## Problem to work on
Below is a block of entries; repeat exactly the lines starting at the line that contains "use crate::config::MAX_CHUNK_SIZE;" and ending at the line that contains "pub type PutStream", both included.

***** Task material

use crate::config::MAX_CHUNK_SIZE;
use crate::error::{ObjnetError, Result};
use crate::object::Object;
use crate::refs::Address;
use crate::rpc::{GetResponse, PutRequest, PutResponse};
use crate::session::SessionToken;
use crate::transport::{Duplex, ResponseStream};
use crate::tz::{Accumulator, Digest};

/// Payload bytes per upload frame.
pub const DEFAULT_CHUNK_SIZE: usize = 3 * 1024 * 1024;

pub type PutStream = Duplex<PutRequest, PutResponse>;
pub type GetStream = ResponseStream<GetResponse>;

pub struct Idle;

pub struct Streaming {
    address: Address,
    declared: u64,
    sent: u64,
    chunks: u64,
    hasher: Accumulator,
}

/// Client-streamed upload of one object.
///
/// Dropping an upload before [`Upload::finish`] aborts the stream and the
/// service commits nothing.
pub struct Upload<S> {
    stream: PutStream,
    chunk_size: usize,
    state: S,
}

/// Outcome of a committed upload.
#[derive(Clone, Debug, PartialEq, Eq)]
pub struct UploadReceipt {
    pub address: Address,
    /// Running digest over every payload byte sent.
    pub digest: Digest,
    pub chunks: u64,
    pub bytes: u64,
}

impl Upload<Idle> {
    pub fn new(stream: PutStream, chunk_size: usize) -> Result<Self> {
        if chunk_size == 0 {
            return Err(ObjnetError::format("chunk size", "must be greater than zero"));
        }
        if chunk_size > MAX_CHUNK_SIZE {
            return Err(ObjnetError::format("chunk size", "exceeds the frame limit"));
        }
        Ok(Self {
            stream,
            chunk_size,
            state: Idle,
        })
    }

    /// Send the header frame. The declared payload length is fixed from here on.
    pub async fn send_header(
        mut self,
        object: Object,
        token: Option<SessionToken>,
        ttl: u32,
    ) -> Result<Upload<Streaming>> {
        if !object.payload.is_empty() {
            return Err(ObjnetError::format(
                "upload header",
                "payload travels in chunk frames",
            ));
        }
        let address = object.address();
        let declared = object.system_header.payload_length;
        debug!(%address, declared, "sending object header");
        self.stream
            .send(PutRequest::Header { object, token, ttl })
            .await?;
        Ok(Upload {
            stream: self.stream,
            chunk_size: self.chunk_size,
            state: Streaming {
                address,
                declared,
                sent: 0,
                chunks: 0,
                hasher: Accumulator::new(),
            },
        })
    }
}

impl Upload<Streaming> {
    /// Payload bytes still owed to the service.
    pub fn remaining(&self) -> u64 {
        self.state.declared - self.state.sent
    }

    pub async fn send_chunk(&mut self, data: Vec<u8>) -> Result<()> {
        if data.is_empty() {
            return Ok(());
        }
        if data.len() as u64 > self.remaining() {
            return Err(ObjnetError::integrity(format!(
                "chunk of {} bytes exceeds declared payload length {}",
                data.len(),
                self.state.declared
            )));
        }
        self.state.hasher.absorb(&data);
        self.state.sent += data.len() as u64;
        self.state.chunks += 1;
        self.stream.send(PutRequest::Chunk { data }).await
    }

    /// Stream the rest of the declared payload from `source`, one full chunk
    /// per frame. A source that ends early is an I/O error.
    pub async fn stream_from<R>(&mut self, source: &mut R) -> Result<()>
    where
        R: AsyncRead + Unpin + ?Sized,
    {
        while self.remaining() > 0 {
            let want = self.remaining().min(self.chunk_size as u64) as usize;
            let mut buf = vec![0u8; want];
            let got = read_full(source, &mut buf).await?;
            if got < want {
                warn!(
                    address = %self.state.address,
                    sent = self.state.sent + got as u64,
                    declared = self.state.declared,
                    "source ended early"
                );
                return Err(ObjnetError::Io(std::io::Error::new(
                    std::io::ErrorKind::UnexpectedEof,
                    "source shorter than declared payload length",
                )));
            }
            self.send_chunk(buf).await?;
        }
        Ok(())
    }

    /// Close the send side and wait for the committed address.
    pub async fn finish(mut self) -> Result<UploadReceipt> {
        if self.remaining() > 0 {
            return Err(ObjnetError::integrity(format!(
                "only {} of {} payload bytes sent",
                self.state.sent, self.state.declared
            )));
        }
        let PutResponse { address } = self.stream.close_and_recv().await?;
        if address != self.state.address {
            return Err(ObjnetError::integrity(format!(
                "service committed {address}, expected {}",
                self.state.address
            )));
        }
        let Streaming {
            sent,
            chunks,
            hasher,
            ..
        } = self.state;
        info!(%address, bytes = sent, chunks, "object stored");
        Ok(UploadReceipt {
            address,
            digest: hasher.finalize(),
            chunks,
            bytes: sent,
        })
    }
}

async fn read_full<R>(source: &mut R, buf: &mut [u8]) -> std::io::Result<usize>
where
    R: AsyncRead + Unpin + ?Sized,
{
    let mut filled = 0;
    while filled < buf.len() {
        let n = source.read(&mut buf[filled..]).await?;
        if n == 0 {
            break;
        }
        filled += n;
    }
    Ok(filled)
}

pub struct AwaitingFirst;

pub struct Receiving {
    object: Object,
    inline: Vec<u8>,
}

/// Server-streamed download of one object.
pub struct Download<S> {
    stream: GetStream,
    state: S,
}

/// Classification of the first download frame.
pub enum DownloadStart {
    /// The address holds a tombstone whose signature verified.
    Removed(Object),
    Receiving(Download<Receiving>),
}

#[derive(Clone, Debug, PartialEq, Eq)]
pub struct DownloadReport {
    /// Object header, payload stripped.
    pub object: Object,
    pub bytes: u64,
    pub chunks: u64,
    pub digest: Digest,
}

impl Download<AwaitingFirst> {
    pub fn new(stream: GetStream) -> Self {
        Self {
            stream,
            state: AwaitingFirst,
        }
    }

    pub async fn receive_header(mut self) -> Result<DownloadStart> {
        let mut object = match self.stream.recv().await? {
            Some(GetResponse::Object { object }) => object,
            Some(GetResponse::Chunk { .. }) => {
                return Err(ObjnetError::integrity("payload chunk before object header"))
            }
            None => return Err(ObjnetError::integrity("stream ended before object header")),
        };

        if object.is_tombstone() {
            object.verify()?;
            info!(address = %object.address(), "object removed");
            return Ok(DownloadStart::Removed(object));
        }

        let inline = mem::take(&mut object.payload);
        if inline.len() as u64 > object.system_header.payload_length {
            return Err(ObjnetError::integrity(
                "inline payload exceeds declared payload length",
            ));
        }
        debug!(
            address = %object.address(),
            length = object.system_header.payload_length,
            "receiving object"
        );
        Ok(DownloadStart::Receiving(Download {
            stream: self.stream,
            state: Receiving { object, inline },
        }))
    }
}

**********
***** Task material

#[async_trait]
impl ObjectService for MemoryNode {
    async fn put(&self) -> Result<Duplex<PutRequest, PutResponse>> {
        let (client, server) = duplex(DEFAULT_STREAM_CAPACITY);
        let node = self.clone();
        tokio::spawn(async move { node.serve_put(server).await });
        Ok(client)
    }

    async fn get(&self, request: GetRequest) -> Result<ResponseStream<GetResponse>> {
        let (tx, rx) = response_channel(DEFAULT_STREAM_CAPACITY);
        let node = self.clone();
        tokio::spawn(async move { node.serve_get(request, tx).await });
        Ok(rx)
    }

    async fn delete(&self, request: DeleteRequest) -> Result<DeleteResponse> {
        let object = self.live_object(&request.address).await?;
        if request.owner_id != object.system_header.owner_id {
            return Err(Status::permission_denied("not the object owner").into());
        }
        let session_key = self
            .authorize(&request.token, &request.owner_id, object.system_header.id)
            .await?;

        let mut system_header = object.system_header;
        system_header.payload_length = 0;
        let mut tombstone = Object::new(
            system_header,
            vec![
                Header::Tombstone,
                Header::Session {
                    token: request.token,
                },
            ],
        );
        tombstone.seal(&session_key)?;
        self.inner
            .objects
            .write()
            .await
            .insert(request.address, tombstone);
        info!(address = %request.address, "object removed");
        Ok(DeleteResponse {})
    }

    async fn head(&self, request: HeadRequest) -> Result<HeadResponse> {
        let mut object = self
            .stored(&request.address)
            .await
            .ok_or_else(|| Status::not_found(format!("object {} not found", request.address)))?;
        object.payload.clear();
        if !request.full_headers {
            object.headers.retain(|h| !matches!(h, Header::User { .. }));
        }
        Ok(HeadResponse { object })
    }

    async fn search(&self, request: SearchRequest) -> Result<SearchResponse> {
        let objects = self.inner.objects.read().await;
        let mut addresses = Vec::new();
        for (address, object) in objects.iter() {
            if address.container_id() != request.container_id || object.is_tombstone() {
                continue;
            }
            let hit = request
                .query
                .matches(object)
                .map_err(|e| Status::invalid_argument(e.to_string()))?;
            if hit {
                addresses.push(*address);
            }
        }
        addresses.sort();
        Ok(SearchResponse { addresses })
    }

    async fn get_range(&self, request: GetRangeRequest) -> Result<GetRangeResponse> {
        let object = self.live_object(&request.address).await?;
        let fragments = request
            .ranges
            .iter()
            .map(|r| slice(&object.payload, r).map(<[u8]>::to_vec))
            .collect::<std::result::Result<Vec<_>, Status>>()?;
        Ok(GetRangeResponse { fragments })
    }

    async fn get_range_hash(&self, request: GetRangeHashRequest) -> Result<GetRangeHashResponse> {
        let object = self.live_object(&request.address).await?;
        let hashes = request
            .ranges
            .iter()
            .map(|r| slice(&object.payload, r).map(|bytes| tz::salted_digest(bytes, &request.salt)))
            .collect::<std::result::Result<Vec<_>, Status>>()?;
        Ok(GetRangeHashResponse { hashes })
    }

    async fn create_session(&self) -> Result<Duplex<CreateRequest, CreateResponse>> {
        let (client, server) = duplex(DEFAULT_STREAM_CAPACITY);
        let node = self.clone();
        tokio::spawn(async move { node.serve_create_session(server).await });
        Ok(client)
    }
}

**********
***** Task material

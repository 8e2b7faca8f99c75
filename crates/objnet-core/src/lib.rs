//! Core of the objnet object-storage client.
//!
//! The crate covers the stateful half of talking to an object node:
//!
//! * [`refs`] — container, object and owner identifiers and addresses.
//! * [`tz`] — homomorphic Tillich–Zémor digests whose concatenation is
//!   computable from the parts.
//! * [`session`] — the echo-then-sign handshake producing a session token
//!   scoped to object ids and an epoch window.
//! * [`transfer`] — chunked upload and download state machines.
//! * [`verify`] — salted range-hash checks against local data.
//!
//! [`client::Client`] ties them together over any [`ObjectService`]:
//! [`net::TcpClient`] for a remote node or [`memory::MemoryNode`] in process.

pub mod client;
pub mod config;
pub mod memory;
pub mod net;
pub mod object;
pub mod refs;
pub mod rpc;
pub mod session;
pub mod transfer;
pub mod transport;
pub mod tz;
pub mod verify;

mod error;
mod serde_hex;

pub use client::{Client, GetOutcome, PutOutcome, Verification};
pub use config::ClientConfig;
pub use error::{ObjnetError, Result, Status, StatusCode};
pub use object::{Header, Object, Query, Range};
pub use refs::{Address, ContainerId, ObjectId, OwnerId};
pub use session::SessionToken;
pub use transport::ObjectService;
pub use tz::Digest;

**********

## Reply to the task
use crate::config::MAX_CHUNK_SIZE;
use crate::error::{ObjnetError, Result};
use crate::object::Object;
use crate::refs::Address;
use crate::rpc::{GetResponse, PutRequest, PutResponse};
use crate::session::SessionToken;
use crate::transport::{Duplex, ResponseStream};
use crate::tz::{Accumulator, Digest};

/// Payload bytes per upload frame.
pub const DEFAULT_CHUNK_SIZE: usize = 3 * 1024 * 1024;

pub type PutStream = Duplex<PutRequest, PutResponse>;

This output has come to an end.